Another important issue for well placement optimization is the chosen of optimization algorithm. Two kinds of optimization algorithms are implemented to find the optimal well placement: (1) gradient-based methods and (2) gradient-free methods. Gradient-based methods mainly include SPSA, finite difference, adjoint method, and descent method. These gradient-based techniques are easy to trap in local optima, and the gradient is difficult to calculate. On the other hand, derivative-free techniques do not require the calculation of derivatives, and they can achieve global search. Many gradient-free methods are used like particle swarm optimization (PSO), genetic algorithm (GA), differential evolution (DE), and covariance matrix adaptation evolution strategy (CMA-ES). Ensemble-based optimization increases popularity recently due to its ability to capture uncertainty of multiple reservoir realizations . Ensemble-based optimization (EnOpt) was first introduced by Lorentzen et al.  and Nwaozo . Then, this method is greatly improved and used in reservoir development field [33–35]. In 2017, Fonseca et al.  found that not all cases can get the optimal value in the process of robust optimization using this method. Based on this observation, a stochastic simplex approximate gradient (StoSAG) method was proposed. StoSAG improves the EnOpt gradient formula in two aspects, using the initial variable and initial function value to replace the average value of random perturbation position and corresponding function value, respectively. After that, the method is widely used in the field of well location optimization and injection production optimization [37, 38]. In 2019, the researchers of Alamos National Laboratory of the United States proved the advantages of StoSAG in robust optimization theoretically, and the optimal value obtained by StoSAG was significantly higher than that obtained by EnOpt, which provided a strict theoretical basis for the popularization and application of StoSAG. Four kinds of stochastic gradient calculation criteria, which are StoSAG, f- StoSAG, sf-StoSAG, and ss-StoSAG, are proposed. The results show that the optimal injection production control variables can be obtained by using four kinds of gradients. The NPV calculated is greatly improved than EnOpt method .

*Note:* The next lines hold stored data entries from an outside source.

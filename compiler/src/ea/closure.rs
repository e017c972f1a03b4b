//! The partial escape analysis as a block iterator closure

use super::block_iterator::{self, BlockIteratorClosure, MergeableBlockState};
use super::context::AnalysisContext;
use super::effects::EffectList;
use super::state::BlockState;
use super::{EscapeAnalysisConfig, EscapeAnalysisError};
use crate::ir::{BlockId, ControlFlowGraph, Graph, Loop};

/// Drives [`AnalysisContext`] over the blocks of one graph and collects the
/// resulting effects.
pub struct PartialEscapeClosure<'g> {
    pub(super) ctx: AnalysisContext<'g>,
    pub(super) effects: EffectList,
    pub(super) cfg: &'g ControlFlowGraph,
}

impl<'g> PartialEscapeClosure<'g> {
    pub fn new(graph: &'g Graph, cfg: &'g ControlFlowGraph, config: &'g EscapeAnalysisConfig) -> Self {
        Self {
            ctx: AnalysisContext::new(graph, config),
            effects: EffectList::new(),
            cfg,
        }
    }

    /// Walk the whole graph from its entry block.
    pub fn run(mut self) -> Result<(EffectList, AnalysisContext<'g>), EscapeAnalysisError> {
        let cfg = self.cfg;
        block_iterator::apply(&mut self, cfg, cfg.entry(), BlockState::new(), None)?;
        Ok((self.effects, self.ctx))
    }
}

impl<'g> BlockIteratorClosure for PartialEscapeClosure<'g> {
    type State = BlockState;

    fn process_block(&mut self, block: BlockId, state: &mut BlockState) -> Result<(), EscapeAnalysisError> {
        let graph = self.ctx.graph;
        let Some(b) = graph.block(block) else {
            return Err(EscapeAnalysisError::InvalidGraph(format!("missing block {}", block)));
        };
        self.ctx.stats.blocks_processed += 1;
        for &node in &b.nodes {
            self.ctx.process_node(node, state, &mut self.effects)?;
        }
        Ok(())
    }

    fn merge(
        &mut self,
        merge: BlockId,
        states: &mut [BlockState],
    ) -> Result<Option<BlockState>, EscapeAnalysisError> {
        let predecessors = self.cfg.predecessors(merge);
        let merged = self
            .ctx
            .merge_states(merge, predecessors, states, &mut self.effects)?;
        Ok(Some(merged))
    }

    fn after_split(&mut self, _block: BlockId, state: &BlockState) -> BlockState {
        state.clone_state()
    }

    fn process_loop(&mut self, l: &Loop, initial: BlockState) -> Result<Vec<BlockState>, EscapeAnalysisError> {
        self.process_loop_until_stable(l, initial)
    }
}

Here, we developed the well placement optimization tool for naturally fractured reservoirs by coupling the EDFM and StoSAG. As far as we know, this is the first well placement optimization tool by introducing the EDFM method. It has broad application prospects. In the tool, the classical EDFM of two-phase flow problem is adopted to simulate the naturally fractures. The detailed geological characteristics of each fracture is kept. The pressure and saturation are solved by Newton-Raphson iteration by carefully setting the time steps to guarantee the convergence. The standard StoSAG is chosen as the optimization algorithm to search for the optimization well placements. The well can connect with the fracture and matrix domain freely. A series of example are test from simple to complex to show the validation of the workflow. Specially, the robust optimization results are presented. This is the first tool to optimize the well placement by coupling the StoSAG and EDFM. The paper is organized as follows. In Section 2, the theoretical model for well placement optimization is presented. Then, we show the optimization model and results. Finally, discussion is given.

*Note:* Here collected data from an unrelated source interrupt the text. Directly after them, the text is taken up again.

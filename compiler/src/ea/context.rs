//! Shared bookkeeping of one analysis run
//!
//! [`AnalysisContext`] owns everything that outlives a single block state:
//! the usage marks, the virtual object descriptors, and the id factory for
//! nodes the effects will create. It also implements materialization, which
//! every transfer rule falls back to.

use super::effects::{Effect, EffectList};
use super::state::{BlockState, ObjectContents, ObjectState, VirtualObjectDescriptor};
use super::{EscapeAnalysisConfig, EscapeAnalysisError, EscapeAnalysisStats};
use crate::ir::{
    BlockId, Constant, Graph, Inputs, NodeId, NodeKind, Position, TypeRef, ValueKind,
    VirtualObjectId,
};
use fxhash::{FxHashMap, FxHashSet};
use log::trace;
use smallvec::smallvec;

/// Node that exists only in the effect list so far
#[derive(Debug, Clone, Copy)]
struct PendingNode {
    stamp: ValueKind,
    phi_block: Option<BlockId>,
}

pub struct AnalysisContext<'g> {
    pub graph: &'g Graph,
    pub config: &'g EscapeAnalysisConfig,
    usages: FxHashMap<NodeId, Vec<NodeId>>,
    marked: FxHashSet<NodeId>,
    descriptors: Vec<VirtualObjectDescriptor>,
    next_node: u32,
    pending: FxHashMap<NodeId, PendingNode>,
    pub stats: EscapeAnalysisStats,
    /// A node of unknown category consumed a tracked object
    pub unclassified_usage: bool,
}

impl<'g> AnalysisContext<'g> {
    pub fn new(graph: &'g Graph, config: &'g EscapeAnalysisConfig) -> Self {
        Self {
            graph,
            config,
            usages: graph.compute_usages(),
            marked: FxHashSet::default(),
            descriptors: Vec::new(),
            next_node: graph.next_node_id(),
            pending: FxHashMap::default(),
            stats: EscapeAnalysisStats::default(),
            unclassified_usage: false,
        }
    }

    // ---------------------------------------------------------------
    // Node factory
    // ---------------------------------------------------------------

    /// Reserve an id for a node an effect will create.
    pub fn new_node_id(&mut self) -> NodeId {
        let id = NodeId::new(self.next_node);
        self.next_node += 1;
        id
    }

    pub fn add_floating(
        &mut self,
        effects: &mut EffectList,
        kind: NodeKind,
        inputs: Inputs,
        stamp: ValueKind,
    ) -> NodeId {
        let id = self.new_node_id();
        let phi_block = match kind {
            NodeKind::Phi { block } => Some(block),
            _ => None,
        };
        self.pending.insert(id, PendingNode { stamp, phi_block });
        effects.add_floating_node(id, kind, inputs, stamp);
        id
    }

    /// New phi in `block` without inputs; callers add one per predecessor.
    pub fn new_phi(&mut self, effects: &mut EffectList, block: BlockId, stamp: ValueKind) -> NodeId {
        self.add_floating(effects, NodeKind::Phi { block }, Inputs::new(), stamp)
    }

    pub fn constant(&mut self, effects: &mut EffectList, value: Constant) -> NodeId {
        self.add_floating(effects, NodeKind::Constant(value), Inputs::new(), value.kind())
    }

    pub fn stamp_of(&self, node: NodeId) -> ValueKind {
        match self.graph.node(node) {
            Some(n) => n.stamp,
            None => self
                .pending
                .get(&node)
                .map_or(ValueKind::Object, |p| p.stamp),
        }
    }

    /// Block of `node` if it is a phi, existing or pending.
    pub fn phi_block(&self, node: NodeId) -> Option<BlockId> {
        match self.graph.kind(node) {
            Some(NodeKind::Phi { block }) => Some(*block),
            Some(_) => None,
            None => self.pending.get(&node).and_then(|p| p.phi_block),
        }
    }

    /// Integer value of `node` if it is a constant of the input graph.
    pub fn constant_index(&self, node: NodeId) -> Option<usize> {
        self.graph
            .as_constant(node)
            .and_then(|c| c.as_int())
            .and_then(|i| usize::try_from(i).ok())
    }

    // ---------------------------------------------------------------
    // Usage marks
    // ---------------------------------------------------------------

    pub fn is_marked(&self, node: NodeId) -> bool {
        self.marked.contains(&node)
    }

    /// Mark every user of `node` as needing a visit.
    pub fn mark_usages(&mut self, node: NodeId) {
        if let Some(users) = self.usages.get(&node) {
            self.marked.extend(users.iter().copied());
        }
    }

    // ---------------------------------------------------------------
    // Virtual objects
    // ---------------------------------------------------------------

    pub fn descriptor(&self, id: VirtualObjectId) -> Result<&VirtualObjectDescriptor, EscapeAnalysisError> {
        self.descriptors
            .get(id.index())
            .ok_or_else(|| EscapeAnalysisError::InvalidGraph(format!("unknown virtual object {}", id)))
    }

    pub fn descriptors(&self) -> &[VirtualObjectDescriptor] {
        &self.descriptors
    }

    /// Register a virtual object for `allocation`, along with the
    /// `VirtualObject` node that stands for it in snapshots.
    pub fn create_virtual_object(
        &mut self,
        effects: &mut EffectList,
        allocation: NodeId,
        ty: TypeRef,
        fields: Vec<ValueKind>,
    ) -> VirtualObjectId {
        let id = VirtualObjectId::new(self.descriptors.len() as u32);
        let node = self.add_floating(
            effects,
            NodeKind::VirtualObject { object: id, ty },
            Inputs::new(),
            ValueKind::Object,
        );
        self.descriptors.push(VirtualObjectDescriptor {
            id,
            ty,
            fields,
            node,
            allocation,
        });
        id
    }

    /// Form of `value` kept in a field of a virtual object. A tracked object
    /// is always recorded through its allocation node, so fields holding
    /// the same object compare equal whichever alias was stored.
    pub fn field_value(&self, state: &BlockState, value: NodeId) -> Result<NodeId, EscapeAnalysisError> {
        let resolved = state.resolve(value);
        let Some(object) = state.object_for(resolved) else {
            return Ok(resolved);
        };
        let allocation = self.descriptor(object)?.allocation;
        if state.alias_of(allocation) == Some(object) {
            Ok(allocation)
        } else {
            Ok(resolved)
        }
    }

    // ---------------------------------------------------------------
    // Materialization
    // ---------------------------------------------------------------

    /// Allocate `object` for real at `position`, along with every virtual
    /// object reachable from its fields. Does nothing if it is already
    /// materialized in `state`.
    pub fn materialize_before(
        &mut self,
        state: &mut BlockState,
        position: Position,
        object: VirtualObjectId,
        effects: &mut EffectList,
    ) -> Result<(), EscapeAnalysisError> {
        let mut in_progress = FxHashSet::default();
        let mut deferred_stores = EffectList::new();
        self.materialize_changed_before(
            state,
            position,
            object,
            &mut in_progress,
            &mut deferred_stores,
            effects,
        )?;
        effects.append(deferred_stores);
        Ok(())
    }

    fn materialize_changed_before(
        &mut self,
        state: &mut BlockState,
        position: Position,
        object: VirtualObjectId,
        in_progress: &mut FxHashSet<VirtualObjectId>,
        deferred_stores: &mut EffectList,
        effects: &mut EffectList,
    ) -> Result<(), EscapeAnalysisError> {
        let (fields, lock_count) = match state.object_state(object) {
            Some(ObjectState {
                contents: ObjectContents::Virtual { fields },
                lock_count,
            }) => (fields.clone(), *lock_count),
            Some(_) => return Ok(()),
            None => {
                return Err(EscapeAnalysisError::InvalidGraph(format!(
                    "materializing untracked {}",
                    object
                )))
            }
        };
        let descriptor = self.descriptor(object)?;
        let ty = descriptor.ty;
        let field_kinds = descriptor.fields.clone();

        let node = self.new_node_id();
        self.pending.insert(
            node,
            PendingNode {
                stamp: ValueKind::Object,
                phi_block: None,
            },
        );
        // Marked as materialized before the fields are visited so a cycle
        // back to this object sees the new node.
        state.set_materialized(object, node);
        in_progress.insert(object);

        let mut values = Vec::with_capacity(fields.len());
        for (index, field) in fields.iter().enumerate() {
            let Some(target) = state.object_for(*field) else {
                values.push(state.resolve(*field));
                continue;
            };
            if state.is_virtual(target) {
                self.materialize_changed_before(
                    state,
                    position,
                    target,
                    in_progress,
                    deferred_stores,
                    effects,
                )?;
            }
            let target_value = state
                .materialized_value(target)
                .ok_or(EscapeAnalysisError::UnresolvedMaterializationCycle { object: target })?;
            if in_progress.contains(&target) {
                // The target is allocated after this object; store it later.
                let kind = field_kinds.get(index).copied().unwrap_or(ValueKind::Object);
                values.push(self.constant(effects, Constant::default_for(kind)));
                let patch = self.new_node_id();
                deferred_stores.add(Effect::PatchField {
                    node: patch,
                    object: node,
                    index,
                    value: target_value,
                    position,
                });
            } else {
                values.push(target_value);
            }
        }
        in_progress.remove(&object);

        trace!("materializing {} as {} before {}", object, node, position);
        effects.add(Effect::AddMaterialization {
            node,
            object,
            ty,
            lock_count,
            position,
            values,
        });
        Ok(())
    }

    /// Materialized value of `object`, materializing it first if needed.
    pub fn ensure_materialized(
        &mut self,
        state: &mut BlockState,
        object: VirtualObjectId,
        position: Position,
        effects: &mut EffectList,
    ) -> Result<NodeId, EscapeAnalysisError> {
        if state.is_virtual(object) {
            self.materialize_before(state, position, object, effects)?;
        }
        state
            .materialized_value(object)
            .ok_or(EscapeAnalysisError::UnresolvedMaterializationCycle { object })
    }

    /// Make `user` consume the real object instead of `input`.
    pub fn replace_with_materialized(
        &mut self,
        state: &mut BlockState,
        user: NodeId,
        input: NodeId,
        object: VirtualObjectId,
        effects: &mut EffectList,
    ) -> Result<(), EscapeAnalysisError> {
        let value = self.ensure_materialized(state, object, Position::Before(user), effects)?;
        if value != input {
            effects.replace_input(user, input, value);
        }
        Ok(())
    }

    /// `node` is replaced by `replacement` from here on.
    pub fn replace_at_usages(
        &mut self,
        state: &mut BlockState,
        node: NodeId,
        replacement: NodeId,
        effects: &mut EffectList,
    ) {
        effects.replace_at_usages(node, replacement);
        state.add_scalar_alias(node, replacement);
    }

    /// Fold `node` to `value` and delete it.
    pub fn fold_to_constant(
        &mut self,
        state: &mut BlockState,
        node: NodeId,
        value: Constant,
        effects: &mut EffectList,
    ) {
        let constant = self.constant(effects, value);
        self.replace_at_usages(state, node, constant, effects);
        effects.delete_node(node);
    }

    /// Input list for a `VirtualObjectState` or `MaterializedObjectState`.
    pub fn mapping_inputs(&self, head: NodeId, rest: &[NodeId]) -> Inputs {
        let mut inputs: Inputs = smallvec![head];
        inputs.extend(rest.iter().copied());
        inputs
    }
}

#[cfg(test)]
mod tests {
    use super::*;
    use crate::ir::GraphBuilder;

    fn point_graph() -> (Graph, crate::ir::ClassId) {
        let mut b = GraphBuilder::new();
        let class = b.add_class("Point", None, &[("x", ValueKind::Int), ("y", ValueKind::Int)]);
        b.build_return(None).unwrap();
        (b.finish(), class)
    }

    #[test]
    fn test_node_ids_continue_after_graph() {
        let (graph, _) = point_graph();
        let config = EscapeAnalysisConfig::default();
        let mut ctx = AnalysisContext::new(&graph, &config);
        let mut effects = EffectList::new();

        let first = ctx.new_node_id();
        assert_eq!(first.as_u32(), graph.next_node_id());
        let phi = ctx.new_phi(&mut effects, graph.entry(), ValueKind::Int);
        assert_eq!(ctx.phi_block(phi), Some(graph.entry()));
        assert_eq!(ctx.stamp_of(phi), ValueKind::Int);
        assert_eq!(effects.len(), 1);
    }

    #[test]
    fn test_materialization_cycle_is_patched() {
        let (graph, class) = point_graph();
        let config = EscapeAnalysisConfig::default();
        let mut ctx = AnalysisContext::new(&graph, &config);
        let mut effects = EffectList::new();
        let ret = *graph.block(graph.entry()).unwrap().nodes.last().unwrap();

        let a_alloc = NodeId::new(100);
        let b_alloc = NodeId::new(101);
        let ty = TypeRef::Class(class);
        let kinds = vec![ValueKind::Object, ValueKind::Object];
        let a = ctx.create_virtual_object(&mut effects, a_alloc, ty, kinds.clone());
        let b = ctx.create_virtual_object(&mut effects, b_alloc, ty, kinds);

        let mut state = BlockState::new();
        state.add_object(a, ObjectState::new_virtual(vec![b_alloc, b_alloc], 0));
        state.add_object(b, ObjectState::new_virtual(vec![a_alloc, a_alloc], 0));
        state.add_alias(a_alloc, a);
        state.add_alias(b_alloc, b);

        let start = effects.len();
        ctx.materialize_before(&mut state, Position::Before(ret), a, &mut effects)
            .unwrap();

        let recorded: Vec<&Effect> = effects.iter().skip(start).collect();
        let materializations = recorded
            .iter()
            .filter(|e| matches!(e, Effect::AddMaterialization { .. }))
            .count();
        let patches = recorded
            .iter()
            .filter(|e| matches!(e, Effect::PatchField { .. }))
            .count();
        assert_eq!(materializations, 2);
        assert_eq!(patches, 2);
        assert!(matches!(recorded.last(), Some(Effect::PatchField { .. })));
        assert!(!state.is_virtual(a));
        assert!(!state.is_virtual(b));
    }
}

2.1. Numerical Simulation Model
In order to perform the well placement optimization for naturally fractured reservoir, the numerical simulation model should be carefully prepared. In this work, the embedded discrete fracture method (EDFM) is adopted as the numerical simulation tool for well placement optimization. Figure 1 shows four kinds of connections when using EDFM. The three kinds of NNCs are the fracture-matrix connection in the same matrix grid, the fracture-fracture connection in the same matrix grid, and fracture-fracture connection in different matrix grids. By defining three kinds of NNC in preprocessing program, the in-house numerical simulation code can be called to perform the calculation. Previous research results show that pressure distribution, saturation distribution, and the well flow response agree with each other for EDFM, DFM, and LGR. Easy implementation, general applicability, and high computational efficiency are also demonstrated compared to DFM and LGR.

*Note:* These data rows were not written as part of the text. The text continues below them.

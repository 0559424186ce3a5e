//! Formatting utilities for terminal output

use crate::board::ClueStatus;

/// One-character marker for a clue's progress
#[must_use]
pub const fn status_marker(status: ClueStatus) -> &'static str {
    match status {
        ClueStatus::Solved => "✓",
        ClueStatus::Active => "▶",
        ClueStatus::Rejected(_) => "✗",
        ClueStatus::Unattempted => " ",
    }
}

/// Space out the letters of a grid row so cells look square
#[must_use]
pub fn spaced_row(row: &str) -> String {
    let mut result = String::with_capacity(row.len() * 2);
    for (i, c) in row.chars().enumerate() {
        if i > 0 {
            result.push(' ');
        }
        result.push(c);
    }
    result
}

/// Create a progress bar string
#[must_use]
pub fn create_progress_bar(value: usize, max: usize, width: usize) -> String {
    let filled = if max == 0 {
        0
    } else {
        (value * width / max).min(width)
    };

    format!("{}{}", "█".repeat(filled), "░".repeat(width - filled))
}

#[cfg(test)]
mod tests {
    use super::*;
    use crate::board::GuessError;

    #[test]
    fn markers() {
        assert_eq!(status_marker(ClueStatus::Solved), "✓");
        assert_eq!(status_marker(ClueStatus::Active), "▶");
        assert_eq!(
            status_marker(ClueStatus::Rejected(GuessError::WrongGuess)),
            "✗"
        );
        assert_eq!(status_marker(ClueStatus::Unattempted), " ");
    }

    #[test]
    fn spaced_row_inserts_gaps() {
        assert_eq!(spaced_row("LUA"), "L U A");
        assert_eq!(spaced_row("  L"), "    L");
        assert_eq!(spaced_row(""), "");
    }

    #[test]
    fn progress_bar_empty() {
        let bar = create_progress_bar(0, 5, 10);
        assert_eq!(bar, "░░░░░░░░░░");
    }

    #[test]
    fn progress_bar_full() {
        let bar = create_progress_bar(5, 5, 10);
        assert_eq!(bar, "██████████");
    }

    #[test]
    fn progress_bar_partial() {
        let bar = create_progress_bar(2, 5, 10);
        assert_eq!(bar, "████░░░░░░");
    }

    #[test]
    fn progress_bar_zero_max() {
        assert_eq!(create_progress_bar(3, 0, 4), "░░░░");
    }
}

2.2. Optimization Algorithm
Ensemble-based methods show advantages in gradient-based optimization. The motivation is that the real gradient is not always available. The general formulation for StoSAG search direction is given by the following equation [39, 40]: where is the geological model realization number to describe the reservoir uncertainty. contains the placement information for all wells. is the stochastic approximation of the simplex gradient. is obtained by
Then, the gradient becomes
The superscript sign “+” on a matrix denotes the Moore-Penrose pseudo-inverse, where
represents the number of control perturbations. Each control perturbation , at iteration is generated from the distribution ; is a predefined covariance matrix.
2.3. Well Placement Optimization Tool
The objective function commonly used in well placement optimization problem is the NPV, which is defined as where is a -dimensional column vector which contains all well placement information; denotes the time step for the reservoir simulation; is the total number of time steps; the time at the end of the time step is denoted by ; is the time step size; is the annual discount rate; and denote the number of producers and injectors, respectively; is the oil revenue, in $/STB; and denote the disposal cost of produced water and the cost of water injection in units of $/STB, respectively; and , respectively, denote the average oil production rate and the average water production rate for the time step, in units of STB/day; and denote the average water injection rate at the injector for the time step, in units of STB/day.
To account for geological uncertainty, robust optimization is performed. The problem is to maximize the expectation for life cycle NPV which is approximated by the average NPV over geological realizations:
We consider only bound constraints and let and denote the lower bound and upper bound for the well placement variable, respectively. Then, the problem can be expressed as
The logarithm transformation to each element of the control vector is used to search the solution of the well placement optimization problem. The steepest descent optimization algorithm is used in which the new search position is updated as for until convergence, where is the initial guess and is the estimate of the optimal control parameter at the iteration; is the step size.
The workflow of well placement optimization using StoSAG and EDFM is shown in Figure 2. Firstly, geological realizations should be generated. In robust optimization, is commonly set to be bigger than 1. The initial well placement is used to calculate the initial objective function value . In order to compute the objective function, the EDFM simulator is called. Then, the iteration step is performed. For a certain iteration k, the stochastic simplex approximate gradient is calculated using the search direction. In our work, the ensemble size is set to be 10 for all cases. Figure 3 shows the reservoir model with three wells. The number of grids is 100 for the reservoir without fracture, while the number of grids is 119 for the reservoir with fracture. Note that if there is no fracture in the reservoir, the well placement is located at the center of the matrix grid. However, when fractures exist, the well placements can locate at the centers for both matrix and fracture grids.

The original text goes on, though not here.